▶ [What is expected]
Among the entries, find the lines with the string "their" and copy them.

▶ [Provided data]
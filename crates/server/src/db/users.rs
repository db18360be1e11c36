//! User repository for database operations.
//!
//! Queries use the runtime `query_as` API with [`sqlx::FromRow`] row types;
//! row-to-domain conversion validates stored data.

use chrono::{DateTime, Utc};
use sqlx::PgPool;

use cyna_core::{Email, Role, UserId};

use super::RepositoryError;
use crate::models::User;

/// Internal row type for user queries.
#[derive(Debug, sqlx::FromRow)]
struct UserRow {
    id: i32,
    email: String,
    first_name: String,
    last_name: String,
    role: Role,
    email_verified: bool,
    provider_customer_id: Option<String>,
    created_at: DateTime<Utc>,
    updated_at: DateTime<Utc>,
}

impl TryFrom<UserRow> for User {
    type Error = RepositoryError;

    fn try_from(row: UserRow) -> Result<Self, Self::Error> {
        let email = Email::parse(&row.email).map_err(|e| {
            RepositoryError::DataCorruption(format!("invalid email in database: {e}"))
        })?;

        Ok(Self {
            id: UserId::new(row.id),
            email,
            first_name: row.first_name,
            last_name: row.last_name,
            role: row.role,
            email_verified: row.email_verified,
            provider_customer_id: row.provider_customer_id,
            created_at: row.created_at,
            updated_at: row.updated_at,
        })
    }
}

const USER_COLUMNS: &str = "id, email, first_name, last_name, role, email_verified, \
                            provider_customer_id, created_at, updated_at";

/// Repository for user database operations.
pub struct UserRepository<'a> {
    pool: &'a PgPool,
}

impl<'a> UserRepository<'a> {
    /// Create a new user repository.
    #[must_use]
    pub const fn new(pool: &'a PgPool) -> Self {
        Self { pool }
    }

    /// List all users, newest first.
    ///
    /// # Errors
    ///
    /// Returns `RepositoryError::Database` if the query fails.
    /// Returns `RepositoryError::DataCorruption` if the data is invalid.
    pub async fn list_all(&self) -> Result<Vec<User>, RepositoryError> {
        let rows = sqlx::query_as::<_, UserRow>(&format!(
            "SELECT {USER_COLUMNS} FROM users ORDER BY created_at DESC"
        ))
        .fetch_all(self.pool)
        .await?;

        rows.into_iter().map(TryInto::try_into).collect()
    }

    /// Get a user by their ID.
    ///
    /// # Errors
    ///
    /// Returns `RepositoryError::Database` if the query fails.
    /// Returns `RepositoryError::DataCorruption` if the data is invalid.
    pub async fn get_by_id(&self, id: UserId) -> Result<Option<User>, RepositoryError> {
        let row = sqlx::query_as::<_, UserRow>(&format!(
            "SELECT {USER_COLUMNS} FROM users WHERE id = $1"
        ))
        .bind(id.as_i32())
        .fetch_optional(self.pool)
        .await?;

        row.map(TryInto::try_into).transpose()
    }

    /// Get a user by their email address.
    ///
    /// # Errors
    ///
    /// Returns `RepositoryError::Database` if the query fails.
    /// Returns `RepositoryError::DataCorruption` if the data is invalid.
    pub async fn get_by_email(&self, email: &Email) -> Result<Option<User>, RepositoryError> {
        let row = sqlx::query_as::<_, UserRow>(&format!(
            "SELECT {USER_COLUMNS} FROM users WHERE email = $1"
        ))
        .bind(email.as_str())
        .fetch_optional(self.pool)
        .await?;

        row.map(TryInto::try_into).transpose()
    }

    /// Get a user together with their password hash, for login.
    ///
    /// # Errors
    ///
    /// Returns `RepositoryError::Database` if the query fails.
    /// Returns `RepositoryError::DataCorruption` if the data is invalid.
    pub async fn get_with_password_hash(
        &self,
        email: &Email,
    ) -> Result<Option<(User, String)>, RepositoryError> {
        #[derive(sqlx::FromRow)]
        struct WithHash {
            #[sqlx(flatten)]
            user: UserRow,
            password_hash: String,
        }

        let row = sqlx::query_as::<_, WithHash>(&format!(
            "SELECT {USER_COLUMNS}, password_hash FROM users WHERE email = $1"
        ))
        .bind(email.as_str())
        .fetch_optional(self.pool)
        .await?;

        row.map(|r| Ok((r.user.try_into()?, r.password_hash)))
            .transpose()
    }

    /// Create a new user.
    ///
    /// # Errors
    ///
    /// Returns `RepositoryError::Conflict` if the email already exists.
    /// Returns `RepositoryError::Database` for other database errors.
    pub async fn create(
        &self,
        email: &Email,
        password_hash: &str,
        first_name: &str,
        last_name: &str,
        role: Role,
    ) -> Result<User, RepositoryError> {
        let row = sqlx::query_as::<_, UserRow>(&format!(
            "INSERT INTO users (email, password_hash, first_name, last_name, role)
             VALUES ($1, $2, $3, $4, $5)
             RETURNING {USER_COLUMNS}"
        ))
        .bind(email.as_str())
        .bind(password_hash)
        .bind(first_name)
        .bind(last_name)
        .bind(role)
        .fetch_one(self.pool)
        .await
        .map_err(|e| RepositoryError::from_sqlx(e, "email already exists"))?;

        row.try_into()
    }

    /// Update a user's name fields.
    ///
    /// # Errors
    ///
    /// Returns `RepositoryError::NotFound` if the user doesn't exist.
    /// Returns `RepositoryError::Database` for other database errors.
    pub async fn update_profile(
        &self,
        id: UserId,
        first_name: &str,
        last_name: &str,
    ) -> Result<User, RepositoryError> {
        let row = sqlx::query_as::<_, UserRow>(&format!(
            "UPDATE users SET first_name = $1, last_name = $2, updated_at = now()
             WHERE id = $3
             RETURNING {USER_COLUMNS}"
        ))
        .bind(first_name)
        .bind(last_name)
        .bind(id.as_i32())
        .fetch_optional(self.pool)
        .await?
        .ok_or(RepositoryError::NotFound)?;

        row.try_into()
    }

    /// Update a user's role.
    ///
    /// # Errors
    ///
    /// Returns `RepositoryError::NotFound` if the user doesn't exist.
    /// Returns `RepositoryError::Database` for other database errors.
    pub async fn update_role(&self, id: UserId, role: Role) -> Result<User, RepositoryError> {
        let row = sqlx::query_as::<_, UserRow>(&format!(
            "UPDATE users SET role = $1, updated_at = now()
             WHERE id = $2
             RETURNING {USER_COLUMNS}"
        ))
        .bind(role)
        .bind(id.as_i32())
        .fetch_optional(self.pool)
        .await?
        .ok_or(RepositoryError::NotFound)?;

        row.try_into()
    }

    /// Replace a user's password hash.
    ///
    /// # Errors
    ///
    /// Returns `RepositoryError::NotFound` if the user doesn't exist.
    pub async fn update_password_hash(
        &self,
        id: UserId,
        password_hash: &str,
    ) -> Result<(), RepositoryError> {
        let result =
            sqlx::query("UPDATE users SET password_hash = $1, updated_at = now() WHERE id = $2")
                .bind(password_hash)
                .bind(id.as_i32())
                .execute(self.pool)
                .await?;

        if result.rows_affected() == 0 {
            return Err(RepositoryError::NotFound);
        }

        Ok(())
    }

    /// Mark a user's email as verified.
    ///
    /// # Errors
    ///
    /// Returns `RepositoryError::NotFound` if the user doesn't exist.
    pub async fn mark_email_verified(&self, id: UserId) -> Result<(), RepositoryError> {
        let result =
            sqlx::query("UPDATE users SET email_verified = TRUE, updated_at = now() WHERE id = $1")
                .bind(id.as_i32())
                .execute(self.pool)
                .await?;

        if result.rows_affected() == 0 {
            return Err(RepositoryError::NotFound);
        }

        Ok(())
    }

    /// Store the user's customer ID at the payment provider.
    ///
    /// # Errors
    ///
    /// Returns `RepositoryError::NotFound` if the user doesn't exist.
    pub async fn set_provider_customer_id(
        &self,
        id: UserId,
        provider_customer_id: &str,
    ) -> Result<(), RepositoryError> {
        let result = sqlx::query(
            "UPDATE users SET provider_customer_id = $1, updated_at = now() WHERE id = $2",
        )
        .bind(provider_customer_id)
        .bind(id.as_i32())
        .execute(self.pool)
        .await?;

        if result.rows_affected() == 0 {
            return Err(RepositoryError::NotFound);
        }

        Ok(())
    }

    /// Delete a user by their ID.
    ///
    /// Cascades to their addresses, payment methods, and tokens.
    ///
    /// # Errors
    ///
    /// Returns `RepositoryError::NotFound` if the user doesn't exist.
    pub async fn delete(&self, id: UserId) -> Result<(), RepositoryError> {
        let result = sqlx::query("DELETE FROM users WHERE id = $1")
            .bind(id.as_i32())
            .execute(self.pool)
            .await?;

        if result.rows_affected() == 0 {
            return Err(RepositoryError::NotFound);
        }

        Ok(())
    }

    /// Count users created since the given instant (dashboard stat).
    ///
    /// # Errors
    ///
    /// Returns `RepositoryError::Database` if the query fails.
    pub async fn count_created_since(
        &self,
        since: DateTime<Utc>,
    ) -> Result<i64, RepositoryError> {
        let count: i64 =
            sqlx::query_scalar("SELECT COUNT(*) FROM users WHERE created_at >= $1")
                .bind(since)
                .fetch_one(self.pool)
                .await?;

        Ok(count)
    }
}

▶ [Response for this exercise]
    /// Get a user by their ID.
    /// Get a user by their email address.
    /// Get a user together with their password hash, for login.
    /// Delete a user by their ID.
    /// Cascades to their addresses, payment methods, and tokens.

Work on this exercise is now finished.